Pienso por ejemplo en el concepto de generación literaria. En él suelen combinarse al azar los rudimentos de la teoría de los conjuntos con la biología genética, la historia social con las enumeraciones de las genealogías bíblicas. Así, se agrupa a ciertas personas con una edad determinada y durante un intervalo de tiempo determinado; luego se les busca algún linaje más o menos prestigioso, se les asignan tales propiedades o valores representativos y un contexto histórico específico; después se los pone a girar en un sistema X con otros conjuntos parecidos, y finalmente a eso se la da un nombre, se lo llama, digamos: “generación Mongo Aurelio”. Ahora bien, ¿cómo podemos saber que todos los Mongo Aurelio que integran este conjunto pertenecen efectivamente a una misma generación? Ahí las cosas ya empiezan a complicarse. Que Z o D hayan nacido en tal o cual año es un dato estadístico, meramente denotativo. No significa nada, es como decir que ambos tienen el mismo grupo sanguíneo o que ambos son mamíferos.

Quizás sería mejor utilizar, como ocurre en la ingeniería automotriz, un sistema de registro de patentes: que los poetas puedan gozar de la titularidad de sus inventos durante veinte años y que luego pasen a dominio público. Eso refrescaría el lenguaje vetusto de los críticos y mejoraría mucho la comunicación entre los colegas. Cigüeñales, motores de inyección, neumáticos, carrocerías, al menos tendríamos cosas concretas de las que hablar. No obstante, a pesar de que en poesía no queda mucho por inventar, las generaciones —o más bien los individuos que las integran— quisieran conservar eternamente el monopolio de la juventud y de la novedad.

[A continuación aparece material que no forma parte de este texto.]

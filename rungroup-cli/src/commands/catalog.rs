use owo_colors::OwoColorize;
use owo_colors::Stream::Stdout;

use rungroup_catalog::{Address, Category, Club, ClubCategory, NO_CATEGORY, Race, RaceCategory};
use rungroup_db::{ClubRepository, RaceRepository};
use rungroup_lib::{IndexPage, list_by_city, list_by_state_name, list_page, resolve_page_size};

use crate::cli_types::PageArgs;
use crate::{CliError, Context};

use super::{print_json, truncate_str};

const TITLE_WIDTH: usize = 32;

fn format_address(address: &Address) -> String {
    match address.zip_code {
        Some(zip) => format!("{}, {} {:05}", address.city, address.state, zip),
        None => format!("{}, {}", address.city, address.state),
    }
}

fn log_club(club: &Club) {
    log::info!(
        "  {:>5}  {:<width$}  {:<11}  {}",
        club.id,
        truncate_str(&club.title, TITLE_WIDTH).if_supports_color(Stdout, |t| t.bold()),
        club.category.as_str().if_supports_color(Stdout, |t| t.cyan()),
        format_address(&club.address),
        width = TITLE_WIDTH,
    );
}

fn log_race(race: &Race) {
    let when = race
        .start_time
        .map(|t| t.format("%Y-%m-%d %H:%M").to_string())
        .unwrap_or_else(|| "TBA".to_string());
    log::info!(
        "  {:>5}  {:<width$}  {:<12}  {:<16}  {}",
        race.id,
        truncate_str(&race.title, TITLE_WIDTH).if_supports_color(Stdout, |t| t.bold()),
        race.category.as_str().if_supports_color(Stdout, |t| t.cyan()),
        when,
        format_address(&race.address),
        width = TITLE_WIDTH,
    );
}

fn log_page_header<T>(label: &str, page: &IndexPage<T>, category: Option<&str>) {
    let filter = category
        .map(|c| format!(" in {c}"))
        .unwrap_or_default();
    log::info!(
        "{}",
        format!(
            "{label}{filter}: page {} of {} ({} total)",
            page.page, page.total_pages, page.total
        )
        .if_supports_color(Stdout, |t| t.bold()),
    );
    if page.items.is_empty() {
        log::info!(
            "  {}",
            "Nothing on this page".if_supports_color(Stdout, |t| t.dimmed()),
        );
    }
}

fn category_index<C: Category>(category: Option<C>) -> i32 {
    category.map_or(NO_CATEGORY, |c| c.index())
}

pub(crate) fn run_clubs(
    ctx: &Context,
    paging: &PageArgs,
    category: Option<ClubCategory>,
) -> Result<(), CliError> {
    let conn = ctx.open_db()?;
    let repo = ClubRepository::new(&conn);
    let page_size = resolve_page_size(paging.page_size, &ctx.settings);

    let page = list_page(&repo, paging.page, page_size, category_index(category))?;
    if ctx.json {
        return print_json(&page);
    }

    log_page_header("Clubs", &page, category.map(|c| c.as_str()));
    page.items.iter().for_each(log_club);
    Ok(())
}

pub(crate) fn run_races(
    ctx: &Context,
    paging: &PageArgs,
    category: Option<RaceCategory>,
) -> Result<(), CliError> {
    let conn = ctx.open_db()?;
    let repo = RaceRepository::new(&conn);
    let page_size = resolve_page_size(paging.page_size, &ctx.settings);

    let page = list_page(&repo, paging.page, page_size, category_index(category))?;
    if ctx.json {
        return print_json(&page);
    }

    log_page_header("Races", &page, category.map(|c| c.as_str()));
    page.items.iter().for_each(log_race);
    Ok(())
}

pub(crate) fn run_clubs_by_state(ctx: &Context, state_name: &str) -> Result<(), CliError> {
    let conn = ctx.open_db()?;
    let listing = list_by_state_name(&ClubRepository::new(&conn), state_name)?;
    if ctx.json {
        return print_json(&listing);
    }

    match &listing.state {
        Some(state) => {
            log::info!(
                "{}",
                format!("Clubs in {} ({})", state, listing.items.len())
                    .if_supports_color(Stdout, |t| t.bold()),
            );
            listing.items.iter().for_each(log_club);
        }
        None => {
            log::warn!("No running clubs found in {:?}", state_name);
        }
    }
    Ok(())
}

pub(crate) fn run_clubs_by_city(ctx: &Context, city: &str) -> Result<(), CliError> {
    let conn = ctx.open_db()?;
    let listing = list_by_city(&ClubRepository::new(&conn), city)?;
    if ctx.json {
        return print_json(&listing);
    }

    if listing.no_club_warning {
        log::warn!("No running clubs found near {:?}", city);
        return Ok(());
    }
    log::info!(
        "{}",
        format!("Clubs near {} ({})", city, listing.items.len())
            .if_supports_color(Stdout, |t| t.bold()),
    );
    listing.items.iter().for_each(log_club);
    Ok(())
}

pub(crate) fn run_races_by_city(ctx: &Context, city: &str) -> Result<(), CliError> {
    let conn = ctx.open_db()?;
    let listing = list_by_city(&RaceRepository::new(&conn), city)?;
    if ctx.json {
        return print_json(&listing);
    }

    if listing.no_club_warning {
        log::warn!("No races found near {:?}", city);
        return Ok(());
    }
    log::info!(
        "{}",
        format!("Races near {} ({})", city, listing.items.len())
            .if_supports_color(Stdout, |t| t.bold()),
    );
    listing.items.iter().for_each(log_race);
    Ok(())
}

Es claro, las generaciones son meros constructos o supersticiones de la crítica. Nadie ha visto nunca una generación, nadie la ha oído, ningún poeta ha hablado por boca de ella; se le confiere, eso sí, una voz, se le dibuja una fisonomía, se le atribuye una subjetividad y también, en algunos casos, un pathos histórico, olvidando que cualquier época, aun la menos fosilizada en el tiempo, puede compendiarse en un relámpago de epifanía accidental; que las generaciones pasan como tormentas de verano, y que quedan, a lo sumo, unos pocos nombres escritos en el agua.

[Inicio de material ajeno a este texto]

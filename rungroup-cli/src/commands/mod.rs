pub(crate) mod catalog;
pub(crate) mod config;
pub(crate) mod location;
pub(crate) mod store;
pub(crate) mod users;

use serde::Serialize;

use crate::CliError;

/// Write `value` to stdout as pretty JSON.
pub(crate) fn print_json<T: Serialize + ?Sized>(value: &T) -> Result<(), CliError> {
    println!("{}", serde_json::to_string_pretty(value)?);
    Ok(())
}

/// Truncate a string to a maximum width, appending "..." if needed.
pub(crate) fn truncate_str(s: &str, max: usize) -> String {
    if s.chars().count() <= max {
        s.to_string()
    } else if max > 3 {
        let head: String = s.chars().take(max - 3).collect();
        format!("{head}...")
    } else {
        s.chars().take(max).collect()
    }
}

#[cfg(test)]
mod tests {
    use super::*;

    #[test]
    fn test_truncate_str() {
        assert_eq!(truncate_str("Charlotte", 20), "Charlotte");
        assert_eq!(truncate_str("Charlotte Running Club", 12), "Charlotte...");
        assert_eq!(truncate_str("Charlotte", 3), "Cha");
        assert_eq!(truncate_str("", 5), "");
    }
}
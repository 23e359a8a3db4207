//! Caller-side catalog logic shared by frontends: paged listings, state and
//! city listings, dashboards, the user directory, and settings.

pub mod dashboard;
pub mod listing;
pub mod settings;
pub mod users;

pub use dashboard::{Dashboard, ProfileEdit, edit_profile, user_dashboard};
pub use listing::{
    CityListing, DEFAULT_PAGE, DEFAULT_PAGE_SIZE, IndexPage, ListingError, PageRequest,
    StateListing, list_by_city, list_by_state_name, list_page, total_pages,
};
pub use settings::{PathSource, Settings, SettingsError, resolve_db_path, resolve_page_size};
pub use users::{UserSummary, list_users, user_detail};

Dicen que el suicidio es contagioso. La poesía naif también lo es. En los años noventa ibas a una fiesta y un perfecto desconocido, disfrazado del subcomandante Marcos, o una perfecta desconocida, que llevaba puesto un vestido ablusado y el moñito de Hello Kitty en la cabeza, te abría la puerta con una sonrisa de oreja a oreja, espetándote un “¡qué lindo que hayas venido!”. ¿Tenemos la culpa de haber sido jóvenes y encantadores en medio de una década de absoluto libertinaje neoliberal? “¡Muy lindo el poema que leíste el otro día en Cabaret Corbière!” opinaba luego Hello Kitty, inflando el epíteto como si fuera un chicle.

¿No es en verdad la palabra lindo la que mejor define a los noventa? Abusamos tanto de ella que ahora nos provoca reacciones alérgicas, pero en esa época tenía mil declinaciones y valía para subrayar muchas cosas distintas, porque lindo, al fin y al cabo, es un término neutro, no califica estética o moralmente a la cosa; no es exactamente bello, ni bueno ni malo: lindo es lindo, nada más que eso, una tautología, un fantasma que puede encarnar en cualquier objeto y trasuntar las emociones más disímiles y contradictorias

¿Cómo se llamaba aquel bodegón del Abasto en cuya lista de bebidas se imponían los etanoles crudos y poderosamente nostálgicos como la ginebra Llave, el Amargo Obrero o la caña Legui? Tenía un altar dedicado al Gauchito Gil y las paredes estaban decoradas con pósteres de los ídolos argentinos más populares. Allí solía reunirse una selecta clientela bukowskiana. Muchos de esos parroquianos eran literatos con una buena educación universitaria —y una buena renta inmobiliaria— que ya venían frisando los treinta pero aún vivían en la conmemoración solemne del gol de Maradona a los ingleses: ¡la mano de Dios, loco, es lo más lindo que tenemos! —le escuché decir una vez al trovador oficial del primer trimestre de mil novecientos noventa y cinco—.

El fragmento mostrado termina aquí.